地上に降りている時間が長くなったとはいえ、天界での仕事がないわけではない。
気は進まないことも多いが、ラジエルの血筋の天使……カライスは時折、天界に戻っていた。
仕事自体は嫌いではない。
人間風の言い方をするのであれば、労働環境が悪い、とでもいうのだろうか。
そんなことを考えて、カライスは小さく笑った。
仕事を終えると、普段はすぐに地上に戻る。
表向きは邪神とされる人物に心を奪われ堕天した友人の監視役として、本心としては自身の恋人と共に過ごすために、だ。
しかし、時々少し、寄り道をして帰る。
その寄り道先はカライスの監視対象であるリュスの実兄、アダスのところであることが多いのだが、それと同じくらい、頻繁に寄る先があった。
地上のことを知りたがる、幼なじみ。
自分達より少し年下のその天使は天界を見限ろうかと考えるカライスにとっては唯一と言っても良い気がかりだった。
地上にしばしば降りることを良しとする天使は多くない。
否、正確にいえば地上に降りる必要性を感じない天使が多いのだろうか?
イレギュラーとしては大天使のラフィニア、そして最近はウリアもしばしば地上で見かけるような?
そう考えながら、カライスは歩みを進めた。
ラベンダーの花に囲まれた、教会風の館。
そのベルを鳴らせば、一人でにドアが開く。
そこをくぐって奥に進めば、静かな部屋の中に一人、青年が椅子に腰掛けて本を読んでいた。
どこか幼げな雰囲気の残る彼は、リュスとは少し違うもののふわふわとした雰囲気を纏っている。

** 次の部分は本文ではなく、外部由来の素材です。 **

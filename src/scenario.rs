use rust_decimal::Decimal;
use schemars::JsonSchema;
use serde::{Deserialize, Serialize};
use std::io::{Read, Write};

use crate::pay::Compensation;
use crate::tax::brackets::{Bracket, BracketSchedule};
use crate::tax::country::Country;
use crate::tax::overlay::OverlayParams;

/// Unified JSON input format for an estimate
#[derive(Debug, Clone, Serialize, Deserialize, JsonSchema)]
pub struct Scenario {
    /// Country of work
    pub country: Country,
    /// FX rate, local units per USD (defaults to the country rate)
    #[serde(default, skip_serializing_if = "Option::is_none")]
    pub fx_rate: Option<Decimal>,
    /// Compensation inputs in local currency
    #[serde(default)]
    pub pay: Compensation,
    /// Override of the country's bracket schedule
    #[serde(default, skip_serializing_if = "Option::is_none")]
    pub brackets: Option<Vec<Bracket>>,
    /// US citizen / green-card holder overlay; omit to disable
    #[serde(default, skip_serializing_if = "Option::is_none")]
    pub us_overlay: Option<UsOverlay>,
}

impl Scenario {
    pub fn new(country: Country) -> Self {
        Scenario {
            country,
            fx_rate: None,
            pay: Compensation::default(),
            brackets: None,
            us_overlay: None,
        }
    }
}

/// US overlay settings within a scenario
#[derive(Debug, Clone, Serialize, Deserialize, JsonSchema)]
pub struct UsOverlay {
    #[serde(flatten)]
    pub params: OverlayParams,
    /// Override of the US federal schedule (USD)
    #[serde(default, skip_serializing_if = "Option::is_none")]
    pub brackets: Option<Vec<Bracket>>,
}

impl Default for UsOverlay {
    fn default() -> Self {
        UsOverlay {
            params: OverlayParams::default(),
            brackets: None,
        }
    }
}

/// Read a scenario document (JSON)
pub fn read_scenario_json<R: Read>(reader: R) -> anyhow::Result<Scenario> {
    let scenario = serde_json::from_reader(reader)?;
    Ok(scenario)
}

/// Bracket CSV row: `upper_limit,rate` with a blank upper_limit for the
/// unbounded top slab
#[derive(Debug, Serialize, Deserialize)]
struct BracketRecord {
    upper_limit: Option<Decimal>,
    rate: Decimal,
}

/// Read an editable bracket schedule from CSV
pub fn read_brackets_csv<R: Read>(reader: R) -> anyhow::Result<Vec<Bracket>> {
    let mut rdr = csv::Reader::from_reader(reader);
    let mut brackets = Vec::new();
    for record in rdr.deserialize() {
        let record: BracketRecord = record?;
        brackets.push(Bracket::new(record.upper_limit, record.rate));
    }
    Ok(brackets)
}

/// Write a schedule as bracket CSV, round-trippable into `read_brackets_csv`
pub fn write_brackets_csv<W: Write>(schedule: &BracketSchedule, writer: W) -> anyhow::Result<()> {
    let mut wtr = csv::Writer::from_writer(writer);
    for bracket in schedule.brackets() {
        wtr.serialize(BracketRecord {
            upper_limit: bracket.upper_limit,
            rate: bracket.rate,
        })?;
    }
    wtr.flush()?;
    Ok(())
}

#[cfg(test)]
mod tests {
    use super::*;
    use rust_decimal_macros::dec;

    #[test]
    fn scenario_minimal_json() {
        let json = r#"{ "country": "japan" }"#;
        let s = read_scenario_json(json.as_bytes()).unwrap();
        assert_eq!(s.country, Country::Japan);
        assert_eq!(s.fx_rate, None);
        assert_eq!(s.pay, Compensation::default());
        assert!(s.us_overlay.is_none());
    }

    #[test]
    fn scenario_full_json() {
        let json = r#"{
            "country": "singapore",
            "fx_rate": 1.40,
            "pay": { "base": 150000, "variable_pct": 10, "sign_on": 20000, "y1_rsu": 30000 },
            "us_overlay": { "feie": 120000, "standard_deduction": 14600 }
        }"#;
        let s = read_scenario_json(json.as_bytes()).unwrap();
        assert_eq!(s.fx_rate, Some(dec!(1.40)));
        assert_eq!(s.pay.base, dec!(150000));
        let overlay = s.us_overlay.unwrap();
        assert_eq!(overlay.params.feie, dec!(120000));
        assert_eq!(overlay.params.standard_deduction, dec!(14600));
    }

    #[test]
    fn overlay_defaults_filled_in() {
        let json = r#"{ "country": "korea", "us_overlay": {} }"#;
        let s = read_scenario_json(json.as_bytes()).unwrap();
        let overlay = s.us_overlay.unwrap();
        assert_eq!(overlay.params.feie, dec!(126500));
        assert_eq!(overlay.params.standard_deduction, dec!(14600));
    }

    #[test]
    fn brackets_csv_round_trip() {
        let csv = "upper_limit,rate\n20000,0\n320000,0.20\n,0.22\n";
        let brackets = read_brackets_csv(csv.as_bytes()).unwrap();
        assert_eq!(brackets.len(), 3);
        assert_eq!(brackets[0].upper_limit, Some(dec!(20000)));
        assert_eq!(brackets[2].upper_limit, None);
        assert_eq!(brackets[2].rate, dec!(0.22));

        let schedule = BracketSchedule::new(brackets).unwrap();
        let mut out = Vec::new();
        write_brackets_csv(&schedule, &mut out).unwrap();
        let reparsed = read_brackets_csv(out.as_slice()).unwrap();
        assert_eq!(reparsed, schedule.brackets());
    }

    #[test]
    fn brackets_csv_bad_rate_is_error() {
        let csv = "upper_limit,rate\n20000,abc\n";
        assert!(read_brackets_csv(csv.as_bytes()).is_err());
    }
}
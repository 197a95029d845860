use clap::{Parser, Subcommand};

mod cmd;
mod estimate;
mod pay;
mod scenario;
mod tax;

#[derive(Parser, Debug)]
#[command(
    name = "netpay",
    version,
    about = "Gross-to-net pay estimator for expats"
)]
struct Cli {
    #[command(subcommand)]
    command: Commands,
}

#[derive(Subcommand, Debug)]
enum Commands {
    /// Estimate net pay for a scenario
    Estimate(cmd::estimate::EstimateCommand),
    /// Show a country's default bracket schedule
    Brackets(cmd::brackets::BracketsCommand),
    /// Print expected input formats
    Schema(cmd::schema::SchemaCommand),
    /// Generate a one-screen HTML report
    Html(cmd::html_report::HtmlCommand),
}

fn main() -> anyhow::Result<()> {
    pretty_env_logger::init();
    let cli = Cli::parse();

    match cli.command {
        Commands::Estimate(cmd) => cmd.exec(),
        Commands::Brackets(cmd) => cmd.exec(),
        Commands::Schema(cmd) => cmd.exec(),
        Commands::Html(cmd) => cmd.exec(),
    }
}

癖のある長い髪が床にまで流れているのを見て、カライスは小さく笑った。
「また髪が伸びたんじゃないか、アフェート」
そう声をかけられて、青年は顔をあげた。
そしてカライスの顔を見て、嬉しそうに笑う。
「そうかなぁ……うん、そうかもしれない」
結うこともしないからよくわからなかったけれど。
そういってはにかむように笑った彼の名前はアフェート・ジュスティア。
ザドキエルの血を引く彼は、慈悲の天使ともよばれ、カライス同様人間に関心を持つ天使の一人だった。
「元気にしていた?カライス」
そう問われて、カライスは頷いてみせる。
「あぁ、勿論」
「リュスも元気?」
「元気そうだ」
「そうかぁ」
良かった、と笑う彼は、天使にしては表情が豊かな方だ。
天使……特に位の高くない天使は、無感情なものが多い。
位の高い天使でも、感情など持たない方が効率がいい、などといって感情を捨て去っている者がいるほどだ。

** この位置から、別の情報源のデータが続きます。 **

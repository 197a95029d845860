//! Estimate command - the one-screen gross-to-net estimate

use crate::cmd::{format_amount, format_rate_pct, read_brackets_file, read_scenario};
use crate::estimate::{calculate, Estimate};
use crate::scenario::{Scenario, UsOverlay};
use crate::tax::brackets::Slab;
use crate::tax::country::Country;
use clap::Args;
use log::debug;
use rust_decimal::Decimal;
use serde::Serialize;
use std::io;
use std::path::PathBuf;
use tabled::{
    settings::{object::Rows, Alignment, Modify, Style},
    Table, Tabled,
};

#[derive(Args, Debug)]
pub struct EstimateCommand {
    /// Scenario JSON file ("-" for stdin); flags below override its fields
    #[arg(short, long)]
    scenario: Option<PathBuf>,

    /// Country of work
    #[arg(short, long, value_enum)]
    country: Option<Country>,

    /// Annual base pay, local currency
    #[arg(long)]
    base: Option<Decimal>,

    /// Variable pay as a percentage of base
    #[arg(long)]
    variable_pct: Option<Decimal>,

    /// Year-1 cash RSU, local currency
    #[arg(long)]
    crsu: Option<Decimal>,

    /// Joining bonus, local currency
    #[arg(long)]
    sign_on: Option<Decimal>,

    /// Year-1 RSU vest value, local currency
    #[arg(long)]
    y1_rsu: Option<Decimal>,

    /// FX rate, local units per USD (defaults to the country rate)
    #[arg(long)]
    fx: Option<Decimal>,

    /// Apply the US citizen / green-card holder overlay
    #[arg(long)]
    us_person: bool,

    /// Foreign Earned Income Exclusion, USD (implies --us-person)
    #[arg(long)]
    feie: Option<Decimal>,

    /// US standard deduction, USD (implies --us-person)
    #[arg(long)]
    standard_deduction: Option<Decimal>,

    /// Bracket CSV (upper_limit,rate) overriding the country schedule
    #[arg(short, long)]
    brackets: Option<PathBuf>,

    /// Bracket CSV overriding the US federal schedule
    #[arg(long)]
    us_brackets: Option<PathBuf>,

    /// Show USD equivalents of the local layer
    #[arg(long)]
    usd: bool,

    /// Output as JSON instead of formatted text
    #[arg(long)]
    json: bool,

    /// Output the flat export row as CSV
    #[arg(long)]
    csv: bool,
}

impl EstimateCommand {
    pub fn exec(&self) -> anyhow::Result<()> {
        let scenario = self.build_scenario()?;
        debug!("resolved scenario: {scenario:?}");
        let estimate = calculate(&scenario)?;

        if self.csv {
            self.write_csv(&estimate)
        } else if self.json {
            self.print_json(&estimate)
        } else {
            self.print_estimate(&estimate);
            Ok(())
        }
    }

    /// Load the scenario file if given, then layer CLI flags over it
    fn build_scenario(&self) -> anyhow::Result<Scenario> {
        let mut scenario = match &self.scenario {
            Some(path) => read_scenario(path)?,
            None => {
                let country = self.country.ok_or_else(|| {
                    anyhow::anyhow!("either --scenario or --country is required")
                })?;
                Scenario::new(country)
            }
        };

        if let Some(country) = self.country {
            scenario.country = country;
        }
        if let Some(base) = self.base {
            scenario.pay.base = base;
        }
        if let Some(pct) = self.variable_pct {
            scenario.pay.variable_pct = pct;
        }
        if let Some(crsu) = self.crsu {
            scenario.pay.crsu = crsu;
        }
        if let Some(sign_on) = self.sign_on {
            scenario.pay.sign_on = sign_on;
        }
        if let Some(rsu) = self.y1_rsu {
            scenario.pay.y1_rsu = rsu;
        }
        if let Some(fx) = self.fx {
            scenario.fx_rate = Some(fx);
        }

        if let Some(path) = &self.brackets {
            scenario.brackets = Some(read_brackets_file(path)?);
        }

        if self.us_person || self.feie.is_some() || self.standard_deduction.is_some() {
            let overlay = scenario.us_overlay.get_or_insert_with(UsOverlay::default);
            if let Some(feie) = self.feie {
                overlay.params.feie = feie;
            }
            if let Some(sd) = self.standard_deduction {
                overlay.params.standard_deduction = sd;
            }
        }
        if let Some(path) = &self.us_brackets {
            let overlay = scenario.us_overlay.get_or_insert_with(UsOverlay::default);
            overlay.brackets = Some(read_brackets_file(path)?);
        }

        Ok(scenario)
    }

    fn print_estimate(&self, e: &Estimate) {
        let cur = e.currency;

        println!();
        println!("NET PAY ESTIMATE ({}, {})", e.country, cur);
        println!();
        println!("  Earned (excl. Y1 RSU): {}", format_amount(e.earned));
        println!("  Total Comp (incl. Y1 RSU): {}", format_amount(e.total_comp));
        println!();

        println!("LOCAL LAYER ({})", e.country);
        if !e.local.slabs.is_empty() {
            print_slab_table(&e.local.slabs);
        }
        if e.local.exempt_earned > Decimal::ZERO {
            println!(
                "  Exempt earned: {} | Taxable: {}",
                format_amount(e.local.exempt_earned),
                format_amount(e.local.taxable)
            );
        }
        if e.local.surcharge > Decimal::ZERO || e.local.cess > Decimal::ZERO {
            println!(
                "  Base tax: {} | Surcharge: {} | Cess: {}",
                format_amount(e.local.base_tax),
                format_amount(e.local.surcharge),
                format_amount(e.local.cess)
            );
        }
        println!(
            "  Local Tax ({}): {} | Net After Local Tax ({}): {}",
            cur,
            format_amount(e.local.tax),
            cur,
            format_amount(e.local.net)
        );
        if self.usd {
            println!(
                "  Local Tax (USD): {} | Net After Local Tax (USD): {}",
                format_amount(e.usd.local_tax),
                format_amount(e.usd.local_net)
            );
        }
        println!();

        if let Some(overlay) = &e.overlay {
            println!("US OVERLAY (ON)");
            println!(
                "  US Taxable = Earned + RSU - FEIE - Std Ded = {}",
                format_amount(overlay.us_taxable)
            );
            if !overlay.slabs.is_empty() {
                print_slab_table(&overlay.slabs);
            }
            println!(
                "  US Tentative Tax (USD): {} | FTC Used (USD): {} | US Tax Due (USD): {}",
                format_amount(overlay.tentative_tax),
                format_amount(overlay.ftc_used),
                format_amount(overlay.us_due)
            );
            println!(
                "  Combined Tax (USD): {} | Net After All Taxes (USD): {}",
                format_amount(overlay.combined_tax),
                format_amount(overlay.combined_net)
            );
            println!();
        }
    }

    fn print_json(&self, e: &Estimate) -> anyhow::Result<()> {
        let data = EstimateData::from(e);
        println!("{}", serde_json::to_string_pretty(&data)?);
        Ok(())
    }

    fn write_csv(&self, e: &Estimate) -> anyhow::Result<()> {
        let mut wtr = csv::Writer::from_writer(io::stdout());
        wtr.serialize(ExportRecord::from(e))?;
        wtr.flush()?;
        Ok(())
    }
}

/// Row for slab breakdown tables
#[derive(Debug, Tabled)]
struct SlabRow {
    #[tabled(rename = "From")]
    from: String,
    #[tabled(rename = "To")]
    to: String,
    #[tabled(rename = "Rate")]
    rate: String,
    #[tabled(rename = "Amount")]
    amount: String,
    #[tabled(rename = "Tax")]
    tax: String,
}

fn print_slab_table(slabs: &[Slab]) {
    let rows: Vec<SlabRow> = slabs
        .iter()
        .map(|s| SlabRow {
            from: format_amount(s.from),
            to: s.to.map_or("∞".to_string(), format_amount),
            rate: format_rate_pct(s.rate),
            amount: format_amount(s.amount),
            tax: format_amount(s.tax),
        })
        .collect();

    let table = Table::new(rows)
        .with(Style::rounded())
        .with(Modify::new(Rows::new(1..)).with(Alignment::right()))
        .to_string();
    for line in table.lines() {
        println!("  {line}");
    }
}

/// JSON output structure
#[derive(Debug, Serialize)]
struct EstimateData {
    country: String,
    currency: String,
    fx_rate: String,
    earned: String,
    total_comp: String,
    local_tax: String,
    net_after_local: String,
    local_tax_usd: String,
    net_after_local_usd: String,
    #[serde(skip_serializing_if = "Option::is_none")]
    overlay: Option<OverlayData>,
}

#[derive(Debug, Serialize)]
struct OverlayData {
    us_taxable: String,
    us_tentative_tax: String,
    ftc_used: String,
    us_tax_due: String,
    combined_tax: String,
    net_after_all_taxes: String,
}

impl From<&Estimate> for EstimateData {
    fn from(e: &Estimate) -> Self {
        EstimateData {
            country: e.country.to_string(),
            currency: e.currency.to_string(),
            fx_rate: e.fx_rate.normalize().to_string(),
            earned: format_amount(e.earned),
            total_comp: format_amount(e.total_comp),
            local_tax: format_amount(e.local.tax),
            net_after_local: format_amount(e.local.net),
            local_tax_usd: format_amount(e.usd.local_tax),
            net_after_local_usd: format_amount(e.usd.local_net),
            overlay: e.overlay.as_ref().map(|o| OverlayData {
                us_taxable: format_amount(o.us_taxable),
                us_tentative_tax: format_amount(o.tentative_tax),
                ftc_used: format_amount(o.ftc_used),
                us_tax_due: format_amount(o.us_due),
                combined_tax: format_amount(o.combined_tax),
                net_after_all_taxes: format_amount(o.combined_net),
            }),
        }
    }
}

/// Flat export row, the CSV download of the original screen
#[derive(Debug, Serialize)]
struct ExportRecord {
    country: String,
    currency: String,
    fx_to_usd: String,
    base: String,
    variable_pct: String,
    crsu: String,
    sign_on: String,
    y1_rsu: String,
    earned: String,
    total_comp: String,
    local_tax: String,
    net_after_local: String,
    us_tentative_tax: String,
    ftc_used: String,
    us_tax_due: String,
    combined_tax_usd: String,
    net_after_all_taxes_usd: String,
}

impl From<&Estimate> for ExportRecord {
    fn from(e: &Estimate) -> Self {
        let overlay = e.overlay.as_ref();
        let fmt_overlay =
            |f: fn(&crate::tax::overlay::OverlayResult) -> Decimal| -> String {
                overlay.map_or(String::new(), |o| format_amount(f(o)))
            };
        ExportRecord {
            country: e.country.to_string(),
            currency: e.currency.to_string(),
            fx_to_usd: e.fx_rate.normalize().to_string(),
            base: format_amount(e.pay.base),
            variable_pct: e.pay.variable_pct.normalize().to_string(),
            crsu: format_amount(e.pay.crsu),
            sign_on: format_amount(e.pay.sign_on),
            y1_rsu: format_amount(e.pay.y1_rsu),
            earned: format_amount(e.earned),
            total_comp: format_amount(e.total_comp),
            local_tax: format_amount(e.local.tax),
            net_after_local: format_amount(e.local.net),
            us_tentative_tax: fmt_overlay(|o| o.tentative_tax),
            ftc_used: fmt_overlay(|o| o.ftc_used),
            us_tax_due: fmt_overlay(|o| o.us_due),
            combined_tax_usd: fmt_overlay(|o| o.combined_tax),
            net_after_all_taxes_usd: fmt_overlay(|o| o.combined_net),
        }
    }
}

リュスもかつては周囲への関心はさして示さないタイプだった。
今でこそ、不器用ながらに自分の想いをきちんと表現するようにはなったが。
そんな天界において、こうしてよく笑う天使、というのは珍しい。
尤も……それをアフェートがこの館の外で見せることはしないのだけれど。
彼は、カライスに椅子を勧める。
お茶いれてくるね、と笑う彼は、とても嬉しそうだ。
確かに最近、ここに来る頻度は下がっていたかもしれない。
寂しい想いをさせたかな、と少し反省しながら、カライスはそんな友人の様子を見つめていた。
***
アフェートが用意してくれたお茶を飲みながら、少しの間談笑する。
それがここに来る大きな目的だった。
というのも、彼……アフェートは、この館の外に出ないのだ。
それでも天使としての務めはこなせるし問題はないのだが、彼が完全に外界との接触を絶ってしまうことが、カライスには気がかりなのだった。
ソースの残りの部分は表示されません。